I'm Michael Whitby and I'm Head of the College of Arts and Law at the University of Birmingham. Higher education is an international activity, it's absolutely vital for academics from around the world to get together to discuss their common concerns, exchange ideas, influence each other, take the benefits of the meeting back to their own countries and so invigorate the disciplines.

This is one of the most important linguistic conferences in the world. It allows us to get a feel of the current trends in the field. I'm going to give two presentations. One's a co-authored paper with Kiyomi Chujo and Kat Oghigian from Japan and that's going to be looking at an open-source framework for distributing corpora and analysing corpora. Another is a single-authored paper on using corpora in the classroom to teach technical writing.
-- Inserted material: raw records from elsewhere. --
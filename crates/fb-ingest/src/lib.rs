//! Spreadsheet ingestion for the FastBound importer.
//!
//! Reads one sheet of a workbook (or a CSV file) into a [`SheetTable`] whose
//! first row supplies the column headers.

pub mod csv_table;
pub mod workbook;

use std::path::Path;

use fb_model::{ImportError, Result, SheetTable};
use tracing::debug;

pub use csv_table::read_csv_table;
pub use workbook::{read_workbook_sheet, workbook_sheet_names};

/// Supported input file kinds, detected from the extension.
#[derive(Debug, Clone, Copy, PartialEq, Eq)]
pub enum SourceFormat {
    Workbook,
    Csv,
}

impl SourceFormat {
    pub fn from_path(path: &Path) -> Option<Self> {
        let extension = path.extension()?.to_str()?.to_ascii_lowercase();
        match extension.as_str() {
            "xlsx" | "xlsm" | "xlsb" | "xls" | "ods" => Some(Self::Workbook),
            "csv" => Some(Self::Csv),
            _ => None,
        }
    }
}

fn detect_format(path: &Path) -> Result<SourceFormat> {
    if !path.exists() {
        return Err(ImportError::not_found(path));
    }
    SourceFormat::from_path(path).ok_or_else(|| {
        ImportError::config(format!(
            "unsupported spreadsheet format: {} (use .xlsx, .xlsm, .xlsb, .xls, .ods or .csv)",
            path.display()
        ))
    })
}

/// Read a sheet with its data rows. `sheet` selects a workbook sheet by name
/// and defaults to the first one; it is ignored for CSV input.
pub fn read_sheet(path: &Path, sheet: Option<&str>) -> Result<SheetTable> {
    let table = match detect_format(path)? {
        SourceFormat::Workbook => read_workbook_sheet(path, sheet)?,
        SourceFormat::Csv => {
            if let Some(name) = sheet {
                debug!(sheet = %name, path = %path.display(), "sheet name ignored for CSV input");
            }
            read_csv_table(path)?
        }
    };
    debug!(
        path = %path.display(),
        sheet = %table.name,
        columns = table.headers.len(),
        rows = table.row_count(),
        "read sheet"
    );
    Ok(table)
}

/// Read only the header row of a sheet.
pub fn read_headers(path: &Path, sheet: Option<&str>) -> Result<Vec<String>> {
    read_sheet(path, sheet).map(|table| table.headers)
}

/// Sheet names of a workbook; a CSV file has a single sheet named after it.
pub fn sheet_names(path: &Path) -> Result<Vec<String>> {
    match detect_format(path)? {
        SourceFormat::Workbook => workbook_sheet_names(path),
        SourceFormat::Csv => Ok(vec![
            path.file_stem()
                .and_then(|stem| stem.to_str())
                .unwrap_or_default()
                .to_string(),
        ]),
    }
}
- I'm comparing why Korean English is similar and different to British English.

I think teaching more people about Korean English - it's a very little studied form of English so I want to try to develop people's awareness of Korean English compared to Chinese and Japanese English.
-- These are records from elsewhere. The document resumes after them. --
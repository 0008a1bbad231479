use comfy_table::modifiers::{UTF8_ROUND_CORNERS, UTF8_SOLID_INNER_BORDERS};
use comfy_table::presets::{UTF8_FULL, UTF8_FULL_CONDENSED};
use comfy_table::{
    Attribute, Cell, CellAlignment, Color, ColumnConstraint, ContentArrangement, Table, Width,
};

use fb_cli::import::ImportResult;
use fb_model::MatchKind;
use fb_report::{MAPPING_REPORT_HEADERS, ReportRow};

pub fn print_summary(result: &ImportResult) {
    println!("Output: {}", result.output.display());
    if let Some(path) = &result.saved_map {
        println!("Saved mapping: {}", path.display());
    }
    println!("ATF rows: {}", result.source_rows);

    let mut table = Table::new();
    table.set_header(
        MAPPING_REPORT_HEADERS
            .iter()
            .copied()
            .map(header_cell)
            .collect::<Vec<_>>(),
    );
    apply_mapping_table_style(&mut table);
    for row in &result.report.rows {
        table.add_row(mapping_row(row));
    }
    println!("{table}");

    print_counts(result);

    if !result.report.config_issues.is_empty() || !result.report.ignored_overrides.is_empty() {
        eprintln!("Override issues:");
        for issue in &result.report.config_issues {
            eprintln!("- {}", issue.message());
        }
        for ignored in &result.report.ignored_overrides {
            eprintln!(
                "- override for '{}' ignored: not a FastBound column (reference '{}')",
                ignored.target, ignored.reference
            );
        }
    }
}

fn print_counts(result: &ImportResult) {
    let mut table = Table::new();
    table.set_header(vec![header_cell("Match Type"), header_cell("Columns")]);
    apply_table_style(&mut table);
    align_column(&mut table, 1, CellAlignment::Right);
    for (kind, count) in &result.counts {
        table.add_row(vec![kind_cell(*kind), Cell::new(count)]);
    }
    let unresolved = result.unresolved_count();
    table.add_row(vec![
        Cell::new("TOTAL")
            .fg(Color::Cyan)
            .add_attribute(Attribute::Bold),
        Cell::new(format!(
            "{} mapped / {} unmapped",
            result.target_columns() - unresolved,
            unresolved
        ))
        .add_attribute(Attribute::Bold),
    ]);
    println!("{table}");
}

fn mapping_row(row: &ReportRow) -> Vec<Cell> {
    let source = if row.source.is_empty() {
        dim_cell("-")
    } else {
        Cell::new(&row.source)
    };
    let detail = if row.detail.is_empty() {
        dim_cell("-")
    } else {
        Cell::new(&row.detail)
    };
    vec![
        Cell::new(&row.target)
            .fg(Color::Blue)
            .add_attribute(Attribute::Bold),
        source,
        kind_cell(row.kind),
        detail,
    ]
}

fn kind_cell(kind: MatchKind) -> Cell {
    let cell = Cell::new(kind.label());
    match kind {
        MatchKind::Override | MatchKind::OverrideNormalized | MatchKind::Direct => {
            cell.fg(Color::Green)
        }
        MatchKind::Alias => cell.fg(Color::Cyan),
        MatchKind::Fuzzy => cell.fg(Color::Yellow),
        MatchKind::OverrideNotFound | MatchKind::Missing => {
            cell.fg(Color::Red).add_attribute(Attribute::Bold)
        }
    }
}

fn apply_table_style(table: &mut Table) {
    table
        .load_preset(UTF8_FULL_CONDENSED)
        .apply_modifier(UTF8_ROUND_CORNERS)
        .set_content_arrangement(ContentArrangement::Dynamic)
        .set_width(80);
}

fn apply_mapping_table_style(table: &mut Table) {
    table
        .load_preset(UTF8_FULL)
        .apply_modifier(UTF8_ROUND_CORNERS)
        .apply_modifier(UTF8_SOLID_INNER_BORDERS)
        .set_content_arrangement(ContentArrangement::DynamicFullWidth)
        .set_width(140);
    table.set_constraints(vec![
        ColumnConstraint::UpperBoundary(Width::Percentage(35)),
        ColumnConstraint::UpperBoundary(Width::Percentage(35)),
        ColumnConstraint::LowerBoundary(Width::Fixed(18)),
        ColumnConstraint::UpperBoundary(Width::Percentage(30)),
    ]);
}

fn align_column(table: &mut Table, index: usize, alignment: CellAlignment) {
    if let Some(column) = table.column_mut(index) {
        column.set_cell_alignment(alignment);
    }
}

fn header_cell(label: &str) -> Cell {
    Cell::new(label)
        .fg(Color::Cyan)
        .add_attribute(Attribute::Bold)
}

fn dim_cell<T: ToString>(value: T) -> Cell {
    Cell::new(value).fg(Color::DarkGrey)
}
I'm looking forward to anybody that's looking at idioms, phraseology, the way that the mind processes language in terms of the small chunks that we use when we speak.

- This is a poster that looks at a corpus of academic writing - BAWE corpus - British Academic Written English corpus. I'm particularly interested in the language of argumentation, the discourse of argumentation. It follows a methodology similar to the one described by Susan Hunston in the plenary, as moving from looking at frequencies to keywords to more qualitative focuses of argumentation.

I'd love it for people to come and look and to see the richness of the corpus and to use it themselves in their own research and teaching.

- My name is CK Jung from South Korea and I have done some work in corpus linguistics and my thesis examiner was Professor Susan Hunston so that's why I came here - to see her and to see some other fellow researchers in corpus linguistics.

I'm quite interested in academic writing corpus, for example from Michigan University, people like Matthew O’Donnell and Ute Römer. I'm quite interested in Yukio Tono's work on learners' corpora.

This is the number one corpus and corpus linguistics conference.